Sorry for making you all stay around for the 10 PM News. 1/2 the time I’m going to bed by then anyways, so no comment on last night’s episode. Also, truth be told, I now have no idea when the local food segment will air–I’ve left a message for the WBBM Producer and will update/when I know more.
If you’re on Twitter, you know that today was ramp day in Chicago as Spence Farm dropped off ramps at a whole host of Chicago area restaurants. Chef Mendez frying some lake perch and serving them with some ramp aioli. Mado, which just today got awarded Best BYO and Best Dessert by the Reader (and where my wife apprentices) is doing, according to my wife, “something porky” with the ramps and also using them in a pasta–today, you never know what the Mado menu will be tomorrow.

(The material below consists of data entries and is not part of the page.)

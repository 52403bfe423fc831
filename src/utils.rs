// ABOUTME: Utility functions for the slidecraft application
// ABOUTME: Path validation and directory helpers shared by export and watch

use crate::errors::{Result, SlideError};
use std::path::{Path, PathBuf};

/// Validate that a file exists
pub fn validate_file_exists(path: &Path) -> Result<()> {
    if !path.exists() {
        return Err(SlideError::PathNotFoundError(path.to_path_buf()));
    }
    if !path.is_file() {
        return Err(SlideError::ValidationError(format!(
            "Path is not a file: {:?}",
            path
        )));
    }
    Ok(())
}

/// Ensure a directory exists, creating it if necessary
pub fn ensure_directory_exists(path: &Path) -> Result<()> {
    if !path.exists() {
        std::fs::create_dir_all(path)?;
    } else if !path.is_dir() {
        return Err(SlideError::ValidationError(format!(
            "Path exists but is not a directory: {:?}",
            path
        )));
    }
    Ok(())
}

/// Ensure a file's parent directory exists
pub fn ensure_parent_directory_exists(file_path: &Path) -> Result<()> {
    match file_path.parent() {
        Some(parent) if !parent.as_os_str().is_empty() => ensure_directory_exists(parent),
        _ => Ok(()),
    }
}

pub fn get_absolute_path(path: &Path) -> Result<PathBuf> {
    std::fs::canonicalize(path).map_err(|e| {
        SlideError::ValidationError(format!("Failed to get absolute path for {:?}: {}", path, e))
    })
}
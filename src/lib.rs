// ABOUTME: Library module for the slidecraft program.
// ABOUTME: Deck model, edit engine, editing bridge, chart geometry and HTML export.

pub mod bridge;
pub mod charts;
pub mod config;
pub mod debounce;
pub mod edit;
pub mod errors;
pub mod export;
pub mod html;
pub mod markup;
pub mod model;
pub mod render;
pub mod resources;
pub mod session;
pub mod themes;
pub mod utils;
pub mod watch;

// Reexport common types and functions
pub use bridge::{Bridge, Command, InlineFormat, Response, SurfaceEvent, ViewUpdate};
pub use config::Config;
pub use edit::{Column, FieldPath, TextField};
pub use errors::{Refusal, Result, SlideError};
pub use export::{load_deck, save_deck, suggested_filename, write_document};
pub use html::{render_document, ExportOptions};
pub use model::{Deck, Slide, SlideKind};
pub use resources::{ResourceFile, ResourceMode};
pub use session::EditorSession;
pub use themes::{Theme, ThemeCatalog, ThemeStyle};
pub use watch::{watch_deck, WatchConfig};

#[cfg(test)]
mod tests;
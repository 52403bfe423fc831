// ABOUTME: Single-slot debouncer for the slidecraft application
// ABOUTME: Holds at most one pending write and replaces it on newer input

use std::time::{Duration, Instant};

/// A write waiting for input to go quiet.
#[derive(Debug, Clone, PartialEq)]
pub struct Pending<K, V> {
    pub key: K,
    pub value: V,
    pub due: Instant,
}

/// Coalesces rapid writes into one.
///
/// There is a single slot: scheduling replaces whatever is pending, so only
/// the latest value is ever released. When the new write targets a different
/// key the displaced write is handed back so the caller can commit it.
#[derive(Debug)]
pub struct Debouncer<K, V> {
    delay: Duration,
    slot: Option<Pending<K, V>>,
}

impl<K: PartialEq, V> Debouncer<K, V> {
    pub fn new(delay: Duration) -> Self {
        Self { delay, slot: None }
    }

    /// Schedule `value` for `key`, restarting the timer.
    ///
    /// Returns the displaced write if it was for another key.
    pub fn schedule(&mut self, key: K, value: V, now: Instant) -> Option<Pending<K, V>> {
        let displaced = self.slot.take().filter(|pending| pending.key != key);
        self.slot = Some(Pending {
            key,
            value,
            due: now + self.delay,
        });
        displaced
    }

    /// Release the pending write if its delay has elapsed.
    pub fn poll(&mut self, now: Instant) -> Option<Pending<K, V>> {
        match &self.slot {
            Some(pending) if pending.due <= now => self.slot.take(),
            _ => None,
        }
    }

    /// Release the pending write regardless of its deadline.
    pub fn flush(&mut self) -> Option<Pending<K, V>> {
        self.slot.take()
    }

    /// Drop the pending write without releasing it.
    pub fn cancel(&mut self) {
        self.slot = None;
    }

    pub fn pending(&self) -> Option<&Pending<K, V>> {
        self.slot.as_ref()
    }

    pub fn is_idle(&self) -> bool {
        self.slot.is_none()
    }
}
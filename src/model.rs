// ABOUTME: Slide model for the slidecraft application
// ABOUTME: Typed slide variants, the deck container and bullet list derivation

use serde::{Deserialize, Serialize};
use std::fmt;

/// A presentation: ordered slides plus deck-level styling fields.
#[derive(Debug, Clone, PartialEq, Serialize, Deserialize)]
pub struct Deck {
    pub name: String,
    pub accent: String,
    pub company: String,
    pub slides: Vec<Slide>,
}

impl Deck {
    pub fn new(name: &str, accent: &str, company: &str, slides: Vec<Slide>) -> Self {
        Self {
            name: name.to_string(),
            accent: accent.to_string(),
            company: company.to_string(),
            slides,
        }
    }

    pub fn len(&self) -> usize {
        self.slides.len()
    }

    pub fn is_empty(&self) -> bool {
        self.slides.is_empty()
    }
}

/// One slide. The `type` tag decides which fields exist.
///
/// Tags that are not known to this crate deserialize into
/// [`Slide::Unrecognized`] and are rendered like a bullets slide.
#[derive(Debug, Clone, PartialEq, Serialize, Deserialize)]
#[serde(tag = "type", rename_all = "kebab-case")]
pub enum Slide {
    Title(TitleSlide),
    Bullets(BulletsSlide),
    TwoColumn(TwoColumnSlide),
    Stats(StatsSlide),
    Quote(QuoteSlide),
    Table(TableSlide),
    BarChart(BarChartSlide),
    LineChart(LineChartSlide),
    PieChart(PieChartSlide),
    ImageText(ImageTextSlide),
    #[serde(untagged)]
    Unrecognized(UnrecognizedSlide),
}

#[derive(Debug, Clone, Default, PartialEq, Serialize, Deserialize)]
pub struct TitleSlide {
    pub title: String,
    #[serde(default, skip_serializing_if = "Option::is_none")]
    pub subtitle: Option<String>,
    #[serde(default, skip_serializing_if = "Option::is_none")]
    pub badge: Option<String>,
}

#[derive(Debug, Clone, Default, PartialEq, Serialize, Deserialize)]
pub struct BulletsSlide {
    pub title: String,
    #[serde(default)]
    pub content: String,
}

#[derive(Debug, Clone, Default, PartialEq, Serialize, Deserialize)]
pub struct TwoColumnSlide {
    pub title: String,
    #[serde(default, skip_serializing_if = "Option::is_none")]
    pub left_title: Option<String>,
    #[serde(default)]
    pub left: String,
    #[serde(default, skip_serializing_if = "Option::is_none")]
    pub right_title: Option<String>,
    #[serde(default)]
    pub right: String,
}

#[derive(Debug, Clone, Default, PartialEq, Serialize, Deserialize)]
pub struct Metric {
    pub number: String,
    pub label: String,
}

impl Metric {
    pub fn new(number: &str, label: &str) -> Self {
        Self {
            number: number.to_string(),
            label: label.to_string(),
        }
    }
}

#[derive(Debug, Clone, Default, PartialEq, Serialize, Deserialize)]
pub struct StatsSlide {
    pub title: String,
    #[serde(default)]
    pub metrics: Vec<Metric>,
}

#[derive(Debug, Clone, Default, PartialEq, Serialize, Deserialize)]
pub struct QuoteSlide {
    #[serde(default)]
    pub title: String,
    pub quote: String,
    #[serde(default, skip_serializing_if = "Option::is_none")]
    pub author: Option<String>,
    #[serde(default, skip_serializing_if = "Option::is_none")]
    pub role: Option<String>,
}

/// Row 0 is always the header row.
#[derive(Debug, Clone, Default, PartialEq, Serialize, Deserialize)]
pub struct TableSlide {
    pub title: String,
    #[serde(default)]
    pub rows: Vec<Vec<String>>,
}

#[derive(Debug, Clone, Default, PartialEq, Serialize, Deserialize)]
pub struct BarPoint {
    pub label: String,
    pub value: f64,
}

#[derive(Debug, Clone, Default, PartialEq, Serialize, Deserialize)]
pub struct BarSeries {
    pub name: String,
    #[serde(default)]
    pub data: Vec<BarPoint>,
}

#[derive(Debug, Clone, Default, PartialEq, Serialize, Deserialize)]
pub struct BarChartSlide {
    pub title: String,
    #[serde(default)]
    pub series: Vec<BarSeries>,
}

#[derive(Debug, Clone, Default, PartialEq, Serialize, Deserialize)]
pub struct LinePoint {
    pub x: String,
    pub y: f64,
}

#[derive(Debug, Clone, Default, PartialEq, Serialize, Deserialize)]
pub struct LineSeries {
    pub name: String,
    #[serde(default)]
    pub data: Vec<LinePoint>,
}

#[derive(Debug, Clone, Default, PartialEq, Serialize, Deserialize)]
pub struct LineChartSlide {
    pub title: String,
    #[serde(default)]
    pub series: Vec<LineSeries>,
}

#[derive(Debug, Clone, Default, PartialEq, Serialize, Deserialize)]
pub struct Segment {
    pub label: String,
    pub value: f64,
}

#[derive(Debug, Clone, Default, PartialEq, Serialize, Deserialize)]
pub struct PieChartSlide {
    pub title: String,
    #[serde(default)]
    pub segments: Vec<Segment>,
}

#[derive(Debug, Clone, Default, PartialEq, Serialize, Deserialize)]
pub struct ImageTextSlide {
    pub title: String,
    #[serde(default)]
    pub content: String,
    #[serde(default, skip_serializing_if = "Option::is_none")]
    pub image: Option<String>,
    #[serde(default, skip_serializing_if = "Option::is_none")]
    pub caption: Option<String>,
}

/// A slide whose `type` tag is not one of the known kinds.
#[derive(Debug, Clone, Default, PartialEq, Serialize, Deserialize)]
pub struct UnrecognizedSlide {
    #[serde(rename = "type")]
    pub kind: String,
    #[serde(default)]
    pub title: String,
    #[serde(default)]
    pub content: String,
}

/// The known slide type tags.
#[derive(Debug, Clone, Copy, PartialEq, Eq, Hash)]
pub enum SlideKind {
    Title,
    Bullets,
    TwoColumn,
    Stats,
    Quote,
    Table,
    BarChart,
    LineChart,
    PieChart,
    ImageText,
}

impl SlideKind {
    pub const ALL: [SlideKind; 10] = [
        SlideKind::Title,
        SlideKind::Bullets,
        SlideKind::TwoColumn,
        SlideKind::Stats,
        SlideKind::Quote,
        SlideKind::Table,
        SlideKind::BarChart,
        SlideKind::LineChart,
        SlideKind::PieChart,
        SlideKind::ImageText,
    ];

    pub fn tag(self) -> &'static str {
        match self {
            SlideKind::Title => "title",
            SlideKind::Bullets => "bullets",
            SlideKind::TwoColumn => "two-column",
            SlideKind::Stats => "stats",
            SlideKind::Quote => "quote",
            SlideKind::Table => "table",
            SlideKind::BarChart => "bar-chart",
            SlideKind::LineChart => "line-chart",
            SlideKind::PieChart => "pie-chart",
            SlideKind::ImageText => "image-text",
        }
    }

    pub fn from_tag(tag: &str) -> Option<Self> {
        SlideKind::ALL.into_iter().find(|kind| kind.tag() == tag)
    }
}

impl fmt::Display for SlideKind {
    fn fmt(&self, f: &mut fmt::Formatter<'_>) -> fmt::Result {
        f.write_str(self.tag())
    }
}

impl std::str::FromStr for SlideKind {
    type Err = String;

    fn from_str(s: &str) -> std::result::Result<Self, Self::Err> {
        SlideKind::from_tag(s).ok_or_else(|| format!("unknown slide type: {}", s))
    }
}

impl Slide {
    /// The kind of this slide, or `None` for an unrecognized tag.
    pub fn kind(&self) -> Option<SlideKind> {
        Some(match self {
            Slide::Title(_) => SlideKind::Title,
            Slide::Bullets(_) => SlideKind::Bullets,
            Slide::TwoColumn(_) => SlideKind::TwoColumn,
            Slide::Stats(_) => SlideKind::Stats,
            Slide::Quote(_) => SlideKind::Quote,
            Slide::Table(_) => SlideKind::Table,
            Slide::BarChart(_) => SlideKind::BarChart,
            Slide::LineChart(_) => SlideKind::LineChart,
            Slide::PieChart(_) => SlideKind::PieChart,
            Slide::ImageText(_) => SlideKind::ImageText,
            Slide::Unrecognized(_) => return None,
        })
    }

    /// The raw type tag, including tags this crate does not know.
    pub fn type_tag(&self) -> &str {
        match self {
            Slide::Unrecognized(slide) => &slide.kind,
            other => other.kind().map(SlideKind::tag).unwrap_or("bullets"),
        }
    }

    pub fn title(&self) -> &str {
        match self {
            Slide::Title(s) => &s.title,
            Slide::Bullets(s) => &s.title,
            Slide::TwoColumn(s) => &s.title,
            Slide::Stats(s) => &s.title,
            Slide::Quote(s) => &s.title,
            Slide::Table(s) => &s.title,
            Slide::BarChart(s) => &s.title,
            Slide::LineChart(s) => &s.title,
            Slide::PieChart(s) => &s.title,
            Slide::ImageText(s) => &s.title,
            Slide::Unrecognized(s) => &s.title,
        }
    }

    pub fn title_mut(&mut self) -> &mut String {
        match self {
            Slide::Title(s) => &mut s.title,
            Slide::Bullets(s) => &mut s.title,
            Slide::TwoColumn(s) => &mut s.title,
            Slide::Stats(s) => &mut s.title,
            Slide::Quote(s) => &mut s.title,
            Slide::Table(s) => &mut s.title,
            Slide::BarChart(s) => &mut s.title,
            Slide::LineChart(s) => &mut s.title,
            Slide::PieChart(s) => &mut s.title,
            Slide::ImageText(s) => &mut s.title,
            Slide::Unrecognized(s) => &mut s.title,
        }
    }

    /// The single free-text `content` field, for the kinds that have one.
    pub fn content(&self) -> Option<&str> {
        match self {
            Slide::Bullets(s) => Some(&s.content),
            Slide::ImageText(s) => Some(&s.content),
            Slide::Unrecognized(s) => Some(&s.content),
            _ => None,
        }
    }

    /// A fresh slide of `kind` with placeholder content.
    pub fn default_for(kind: SlideKind) -> Slide {
        match kind {
            SlideKind::Title => Slide::Title(TitleSlide {
                title: "Presentation Title".to_string(),
                subtitle: Some("Add a subtitle".to_string()),
                badge: None,
            }),
            SlideKind::Bullets => Slide::Bullets(BulletsSlide {
                title: "Key Points".to_string(),
                content: "First point\nSecond point\nThird point".to_string(),
            }),
            SlideKind::TwoColumn => Slide::TwoColumn(TwoColumnSlide {
                title: "Comparison".to_string(),
                left_title: Some("Before".to_string()),
                left: "First point".to_string(),
                right_title: Some("After".to_string()),
                right: "First point".to_string(),
            }),
            SlideKind::Stats => Slide::Stats(StatsSlide {
                title: "By the Numbers".to_string(),
                metrics: vec![Metric::new("100+", "Customers"), Metric::new("99%", "Uptime")],
            }),
            SlideKind::Quote => Slide::Quote(QuoteSlide {
                title: String::new(),
                quote: "Add a memorable quote here.".to_string(),
                author: Some("Author".to_string()),
                role: None,
            }),
            SlideKind::Table => Slide::Table(TableSlide {
                title: "Overview".to_string(),
                rows: vec![
                    vec!["Item".to_string(), "Value".to_string()],
                    vec!["Row 1".to_string(), "-".to_string()],
                ],
            }),
            SlideKind::BarChart => Slide::BarChart(BarChartSlide {
                title: "Growth".to_string(),
                series: vec![BarSeries {
                    name: "Revenue".to_string(),
                    data: vec![
                        BarPoint { label: "Q1".to_string(), value: 10.0 },
                        BarPoint { label: "Q2".to_string(), value: 20.0 },
                        BarPoint { label: "Q3".to_string(), value: 30.0 },
                    ],
                }],
            }),
            SlideKind::LineChart => Slide::LineChart(LineChartSlide {
                title: "Trend".to_string(),
                series: vec![LineSeries {
                    name: "Users".to_string(),
                    data: vec![
                        LinePoint { x: "Jan".to_string(), y: 5.0 },
                        LinePoint { x: "Feb".to_string(), y: 12.0 },
                        LinePoint { x: "Mar".to_string(), y: 18.0 },
                    ],
                }],
            }),
            SlideKind::PieChart => Slide::PieChart(PieChartSlide {
                title: "Breakdown".to_string(),
                segments: vec![
                    Segment { label: "A".to_string(), value: 60.0 },
                    Segment { label: "B".to_string(), value: 40.0 },
                ],
            }),
            SlideKind::ImageText => Slide::ImageText(ImageTextSlide {
                title: "Feature".to_string(),
                content: "Describe the feature".to_string(),
                image: None,
                caption: None,
            }),
        }
    }
}

impl QuoteSlide {
    pub fn new(quote: &str, author: Option<&str>) -> Self {
        Self {
            title: String::new(),
            quote: quote.to_string(),
            author: author.map(str::to_string),
            role: None,
        }
    }
}

impl BulletsSlide {
    pub fn new(title: &str, bullets: &[&str]) -> Self {
        Self {
            title: title.to_string(),
            content: bullets.join("\n"),
        }
    }
}

impl TwoColumnSlide {
    pub fn new(title: &str, left: &[&str], right: &[&str]) -> Self {
        Self {
            title: title.to_string(),
            left_title: None,
            left: left.join("\n"),
            right_title: None,
            right: right.join("\n"),
        }
    }
}

/// Strip a leading "- " or "• " list marker.
pub fn strip_bullet_marker(line: &str) -> &str {
    let trimmed = line.trim_start();
    trimmed
        .strip_prefix("- ")
        .or_else(|| trimmed.strip_prefix("• "))
        .unwrap_or(line)
}

/// The bullets shown when presenting: non-blank lines with markers removed.
pub fn presented_bullets(content: &str) -> Vec<&str> {
    content
        .split('\n')
        .map(|line| strip_bullet_marker(line).trim())
        .filter(|line| !line.is_empty())
        .collect()
}

/// The bullets shown while editing: every stored line, never empty.
pub fn editing_bullets(content: &str) -> Vec<String> {
    content
        .split('\n')
        .map(|line| strip_bullet_marker(line).to_string())
        .collect()
}

pub fn join_bullets(bullets: &[String]) -> String {
    bullets.join("\n")
}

Not on the drop-off list for ramps, I went the other way, getting some old cabbage that rather showed up at the Downtown Farmstand from Wisconsin’s Harvest Moon Organics. I never get tired of making slaw though. I do hear that there may be some ramps at a special ramp edition of Green City Market this Saturday. If not, Whole Foods usually gets a boatload of ramps from Wisconsin’s Harmony Valley Farm later in the spring.
Speaking of Wisconsin, we had a real taste of Wisconsin last night. A salad with frost kissed spinach from Snug Haven Farms, bacon and eggs (hard boiled) from the Dane County Market.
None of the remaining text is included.